Solution 2 (Area Subtraction)

The area is $\begin{align*} \frac{1}{2} \left( 5 - 1 \right) 5 - \frac{1}{2} \left( 5 - 1 \right) 2 & = 6 . \end{align*}$

Therefore, the answer is $\boxed{\textbf{(B)} \: 6}$ .

~Steven Chen (www.professorchenedu.com)

Solution 3

We start by finding the points.

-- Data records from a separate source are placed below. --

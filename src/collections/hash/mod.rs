//! Hash-based collections, along with the djb2 hash they use by default.

pub mod djb2;
pub mod map;

#[doc(inline)]
pub use djb2::{Djb2Hasher, Djb2State};
#[doc(inline)]
pub use map::{AllocFailed, StringMap};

The outlined shape is made up of $(1,0),(3,5),(5,0),(3,2)$ . By the Shoelace Theorem, we find the area to be $6$ , or $\boxed{\textbf{(B)} \: 6}$ .

https://artofproblemsolving.com/wiki/index.php/Shoelace_Theorem

~Taco12

~I-AM-DA-KING for the link

Solution 4

We can use Pick's Theorem. We have $4$ interior points and $6$ boundary points. By Pick's Theorem, we get $4+\frac{6}{2}-1 = 4+3-1 = 6.$ Checking our answer choices, we find our answer to be $\boxed{\textbf{(B)} \: 6}$ .

~danprathab

2021 Fall AMC 10B (Problems • Answer Key • Resources)
Preceded by Problem 1	Followed by Problem 3
1 • 2 • 3 • 4 • 5 • 6 • 7 • 8 • 9 • 10 • 11 • 12 • 13 • 14 • 15 • 16 • 17 • 18 • 19 • 20 • 21 • 22 • 23 • 24 • 25
All AMC 10 Problems and Solutions

2021 Fall AMC 12B (Problems • Answer Key • Resources)
Preceded by Problem 1	Followed by Problem 3
1 • 2 • 3 • 4 • 5 • 6 • 7 • 8 • 9 • 10 • 11 • 12 • 13 • 14 • 15 • 16 • 17 • 18 • 19 • 20 • 21 • 22 • 23 • 24 • 25
All AMC 12 Problems and Solutions

The problems on this page are copyrighted by the Mathematical Association of America's American Mathematics Competitions.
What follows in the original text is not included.